Desde que Madrid encontró en la inmigración un sustituto a los bombardeos, Barcelona no ha hecho otra cosa que decaer y vivir del modernismo. Solo en el período del procés, cuando se vio que buena parte de la inmigración castellana simpatizaba con el referéndum, la ciudad revivió y empezó a salir en los estudios internacionales como uno de los lugares de Europa con más futuro. Ahora, gracias al 1 de octubre, se ve mejor que nunca que las izquierdas son la continuación del franquismo, un instrumento de dominación del país, más que de justicia social. También se empieza a ver que el problema de Catalunya es anterior a la independencia porque Barcelona es la capital espiritual de España, pero no en el sentido que podrían entenderlo los fascistas castellanos.

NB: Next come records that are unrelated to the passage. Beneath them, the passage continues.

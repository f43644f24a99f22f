//! CLI module for the detectable catalog loader
//!
//! Provides command-line access to loading, inspecting and querying the catalog.

mod commands;
mod output;

use clap::{Parser, Subcommand};

use output::OutputFormat;

/// Detectable Catalog - game list loader with mirror fallback
#[derive(Parser, Debug)]
#[command(name = "detectable-catalog")]
#[command(author, version, about, long_about = None)]
pub struct Cli {
    /// Output format
    #[command(flatten)]
    pub output: OutputOptions,

    /// Report total failures on stderr instead of a native dialog
    #[arg(long, global = true)]
    pub no_dialog: bool,

    #[command(subcommand)]
    pub command: Commands,
}

/// Output formatting options
#[derive(Parser, Debug, Clone)]
pub struct OutputOptions {
    /// Output in JSON format (for machine parsing)
    #[arg(long, global = true)]
    pub json: bool,

    /// Suppress non-essential output
    #[arg(short, long, global = true)]
    pub quiet: bool,

    /// Increase output verbosity
    #[arg(short, long, global = true)]
    pub verbose: bool,
}

impl OutputOptions {
    pub fn format(&self) -> OutputFormat {
        if self.json {
            OutputFormat::Json
        } else {
            OutputFormat::Text
        }
    }
}

#[derive(Subcommand, Debug)]
pub enum Commands {
    /// Load the game list (mirror with bundled fallback) and show a summary
    Fetch {
        /// Include the activity log in the output
        #[arg(long)]
        log: bool,
    },

    /// Show mirror freshness metadata
    Meta,

    /// Find the game a process executable belongs to
    Lookup {
        /// Executable name or path (e.g., "cs2.exe")
        executable: String,
    },

    /// Search games by name or alias
    Search {
        /// Text to look for
        query: String,

        /// Maximum number of results
        #[arg(long, default_value_t = 20)]
        limit: usize,
    },

    /// Configuration management
    Config {
        #[command(subcommand)]
        command: commands::config::ConfigCommands,
    },
}

/// Run the CLI with parsed arguments
pub async fn run(cli: Cli) -> anyhow::Result<()> {
    let format = cli.output.format();
    let quiet = cli.output.quiet;
    let verbose = cli.output.verbose;
    let no_dialog = cli.no_dialog;

    match cli.command {
        Commands::Fetch { log } => commands::catalog::fetch(log, verbose, no_dialog, format).await,
        Commands::Meta => commands::catalog::meta(format).await,
        Commands::Lookup { executable } => {
            commands::catalog::lookup(&executable, no_dialog, format, quiet).await
        }
        Commands::Search { query, limit } => {
            commands::catalog::search(&query, limit, no_dialog, format).await
        }
        Commands::Config { command } => commands::config::run(command, format, quiet).await,
    }
}

#[cfg(test)]
mod tests {
    use super::*;

    #[test]
    fn test_parse_fetch_with_globals() {
        let cli = Cli::try_parse_from(["detectable-catalog", "fetch", "--log", "--json", "--no-dialog"])
            .unwrap();
        assert!(matches!(cli.command, Commands::Fetch { log: true }));
        assert_eq!(cli.output.format(), OutputFormat::Json);
        assert!(cli.no_dialog);
    }

    #[test]
    fn test_parse_search_default_limit() {
        let cli = Cli::try_parse_from(["detectable-catalog", "search", "counter"]).unwrap();
        match cli.command {
            Commands::Search { query, limit } => {
                assert_eq!(query, "counter");
                assert_eq!(limit, 20);
            }
            other => panic!("unexpected command: {:?}", other),
        }
    }

    #[test]
    fn test_lookup_requires_executable() {
        assert!(Cli::try_parse_from(["detectable-catalog", "lookup"]).is_err());
    }
}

Solo hay que ver la geopolítica de Sánchez —quiénes son sus aliados y sus enemigos— para entender que el Tercer Mundo y los valores fanáticos mahometanos han venido siempre de Castilla disfrazados con la moda de la época. La democratización de España ha venido siempre de Barcelona, y en Madrid han acabado mirando hacia Barcelona cuando han caído al fondo del pozo porque España empezó en Barcelona, en la Barcelona catalana, en la Barcelona cristiana, en la Barcelona mediterránea, en la Barcelona europea, en la Barcelona occidental. La independencia era una forma más de reestructurar España. El socialismo es una manera más de devolverla al agujero del hambre y el conflicto donde la llevan siempre los castellanos con su ordeno y mando, y sus complejos de inferioridad.

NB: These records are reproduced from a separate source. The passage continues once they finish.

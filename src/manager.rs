//! Candidate set building and measurement merging
//!
//! The manager owns the deduplicated candidate set in insertion order.
//! Probers never touch the set directly; they return result maps keyed by
//! candidate identity and the manager applies them here.

use std::collections::{HashMap, HashSet};

use tracing::{debug, info, warn};

use crate::models::{Server, ServerKey, Subscription, NOT_ALIVE};
use crate::parser;
use crate::ranking;

#[derive(Default)]
pub struct ServerManager {
    servers: Vec<Server>,
    keys: HashSet<ServerKey>,
    only_443_port: bool,
}

impl ServerManager {
    pub fn new(only_443_port: bool) -> Self {
        Self {
            only_443_port,
            ..Self::default()
        }
    }

    pub fn servers(&self) -> &[Server] {
        &self.servers
    }

    pub fn len(&self) -> usize {
        self.servers.len()
    }

    pub fn is_empty(&self) -> bool {
        self.servers.is_empty()
    }

    /// Parse and insert every candidate URL from a subscription. Malformed
    /// lines and unsupported schemes are logged and skipped; the batch never
    /// fails because of one bad line.
    pub fn add_from_subscription(&mut self, subscription: &Subscription) {
        debug!(
            "Adding servers from subscription: {} (only_443_port={})",
            subscription.url, self.only_443_port
        );
        let initial_count = self.servers.len();
        let mut skipped = 0usize;

        for raw_url in &subscription.server_urls {
            match parser::parse_server_url(raw_url, &subscription.url) {
                Ok(server) => {
                    self.insert(server);
                }
                Err(e) => {
                    warn!("Skipping invalid link: {}. Reason: {}", raw_url, e);
                    skipped += 1;
                }
            }
        }

        info!(
            "Added {} new servers from subscription {} ({} skipped). Total servers: {}",
            self.servers.len() - initial_count,
            subscription.url,
            skipped,
            self.servers.len()
        );
    }

    pub fn add_from_subscriptions<'a, I>(&mut self, subscriptions: I)
    where
        I: IntoIterator<Item = &'a Subscription>,
    {
        for subscription in subscriptions {
            self.add_from_subscription(subscription);
        }
    }

    /// Insert a parsed candidate, applying the port policy and dropping
    /// duplicates by (address, port, identity). Returns whether it was kept.
    pub fn insert(&mut self, server: Server) -> bool {
        if self.only_443_port && server.port != 443 {
            return false;
        }
        if !self.keys.insert(server.key()) {
            return false;
        }
        self.servers.push(server);
        true
    }

    /// Merge connection-probe results into the owned candidates.
    pub fn apply_connection_results(&mut self, results: &HashMap<ServerKey, f64>) {
        for server in &mut self.servers {
            if let Some(&elapsed) = results.get(&server.key()) {
                server.measurement.connection_time = elapsed;
            }
        }
    }

    /// Initialise every candidate's per-URL time to the failure sentinel.
    /// Candidates that end up with no slot assignment keep these values, so
    /// they rank as unreachable rather than vacuously alive.
    pub fn seed_http_sentinels(&mut self, urls: &[String]) {
        for server in &mut self.servers {
            for url in urls {
                server
                    .measurement
                    .http_times
                    .insert(url.clone(), NOT_ALIVE);
            }
        }
    }

    /// Merge HTTP-probe results into the owned candidates.
    pub fn apply_http_results(&mut self, results: &HashMap<ServerKey, HashMap<String, f64>>) {
        for server in &mut self.servers {
            if let Some(times) = results.get(&server.key()) {
                server.measurement.http_times.extend(times.clone());
            }
        }
    }

    /// Drop candidates whose TCP connect failed.
    pub fn filter_alive_connection(&mut self) {
        let before = self.servers.len();
        self.retain(|s| s.measurement.connection_time < NOT_ALIVE);
        info!(
            "Filtered {} dead servers out of {} by connection time",
            before - self.servers.len(),
            before
        );
    }

    /// Drop candidates where any probed URL failed.
    pub fn filter_alive_http(&mut self) {
        let before = self.servers.len();
        self.retain(|s| s.measurement.http_time_total() < NOT_ALIVE);
        info!(
            "Filtered {} dead servers out of {} by HTTP time",
            before - self.servers.len(),
            before
        );
    }

    fn retain<F: Fn(&Server) -> bool>(&mut self, keep: F) {
        self.servers.retain(&keep);
        let keys: HashSet<ServerKey> = self.servers.iter().map(Server::key).collect();
        self.keys = keys;
    }

    pub fn fastest_by_connection(&self, n: usize) -> Vec<&Server> {
        ranking::fastest_by_connection(&self.servers, n)
    }

    pub fn fastest_by_http(&self, n: usize) -> Vec<&Server> {
        ranking::fastest_by_http(&self.servers, n)
    }
}

#[cfg(test)]
mod tests {
    use super::*;
    use crate::models::BAD_STATUS;

    fn subscription(urls: &[&str]) -> Subscription {
        let mut sub = Subscription::new("https://feed.example");
        for url in urls {
            sub.server_urls.insert(url.to_string());
        }
        sub
    }

    #[test]
    fn test_malformed_line_skipped_not_fatal() {
        // Scenario: three raw URLs, one without a port.
        let sub = subscription(&[
            "vless://uuid-1@1.2.3.4:443#a",
            "vless://uuid-2@5.6.7.8#no-port",
            "vless://uuid-3@9.9.9.9:8443#c",
        ]);
        let mut manager = ServerManager::new(false);
        manager.add_from_subscription(&sub);
        assert_eq!(manager.len(), 2);
    }

    #[test]
    fn test_dedup_by_endpoint_and_identity() {
        let sub = subscription(&[
            "vless://uuid-1@1.2.3.4:443?security=none#a",
            "vless://uuid-1@1.2.3.4:443?security=reality&sni=x.example#b",
            "vless://uuid-2@1.2.3.4:443#c",
        ]);
        let mut manager = ServerManager::new(false);
        manager.add_from_subscription(&sub);
        // Same (address, port, identity) with different params is one entry.
        assert_eq!(manager.len(), 2);
    }

    #[test]
    fn test_port_policy_filter() {
        let sub = subscription(&[
            "vless://uuid-1@1.2.3.4:443#a",
            "vless://uuid-2@5.6.7.8:8443#b",
        ]);
        let mut manager = ServerManager::new(true);
        manager.add_from_subscription(&sub);
        assert_eq!(manager.len(), 1);
        assert_eq!(manager.servers()[0].port, 443);
    }

    #[test]
    fn test_apply_connection_results_and_filter() {
        let sub = subscription(&[
            "vless://uuid-1@1.2.3.4:443#a",
            "vless://uuid-2@5.6.7.8:443#b",
        ]);
        let mut manager = ServerManager::new(false);
        manager.add_from_subscription(&sub);

        let mut results = HashMap::new();
        results.insert(manager.servers()[0].key(), 0.042);
        results.insert(manager.servers()[1].key(), NOT_ALIVE);
        manager.apply_connection_results(&results);
        manager.filter_alive_connection();

        assert_eq!(manager.len(), 1);
        assert_eq!(manager.servers()[0].measurement.connection_time, 0.042);
    }

    #[test]
    fn test_connection_alive_but_http_poisoned() {
        // Scenario: working TCP connect but one of two target URLs failing.
        let urls = vec![
            "https://a.example".to_string(),
            "https://b.example".to_string(),
        ];
        let sub = subscription(&["vless://uuid-1@1.2.3.4:443#a"]);
        let mut manager = ServerManager::new(false);
        manager.add_from_subscription(&sub);

        let key = manager.servers()[0].key();
        let mut conn = HashMap::new();
        conn.insert(key.clone(), 0.05);
        manager.apply_connection_results(&conn);

        manager.seed_http_sentinels(&urls);
        let mut http = HashMap::new();
        let mut times = HashMap::new();
        times.insert(urls[0].clone(), 0.3);
        times.insert(urls[1].clone(), BAD_STATUS);
        http.insert(key, times);
        manager.apply_http_results(&http);

        assert_eq!(ranking::alive_by_connection(manager.servers()).len(), 1);
        assert_eq!(ranking::alive_by_http(manager.servers()).len(), 0);
    }

    #[test]
    fn test_unassigned_candidate_keeps_sentinels() {
        let urls = vec!["https://a.example".to_string()];
        let sub = subscription(&["vless://uuid-1@1.2.3.4:443#a"]);
        let mut manager = ServerManager::new(false);
        manager.add_from_subscription(&sub);

        manager.seed_http_sentinels(&urls);
        // No results applied: the candidate was never assigned a slot.
        assert_eq!(ranking::alive_by_http(manager.servers()).len(), 0);
    }

    #[test]
    fn test_insert_after_filter_allows_reinsertion_of_removed_only() {
        let sub = subscription(&["vless://uuid-1@1.2.3.4:443#a"]);
        let mut manager = ServerManager::new(false);
        manager.add_from_subscription(&sub);

        // Re-inserting an existing candidate is a no-op.
        let duplicate = manager.servers()[0].clone();
        assert!(!manager.insert(duplicate));
        assert_eq!(manager.len(), 1);
    }
}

Da igual que en València insistan en pasarse al castellano para disimular su catalanidad: Barcelona es la ciudad más española del Estado y es la capital de Catalunya, la nación de los catalanes. Es una cosa que los castellanos no podrán cambiar nunca con sus crueldades de pastor de cabras. Por eso siempre que intentan dominarla acaban haciendo retroceder a España.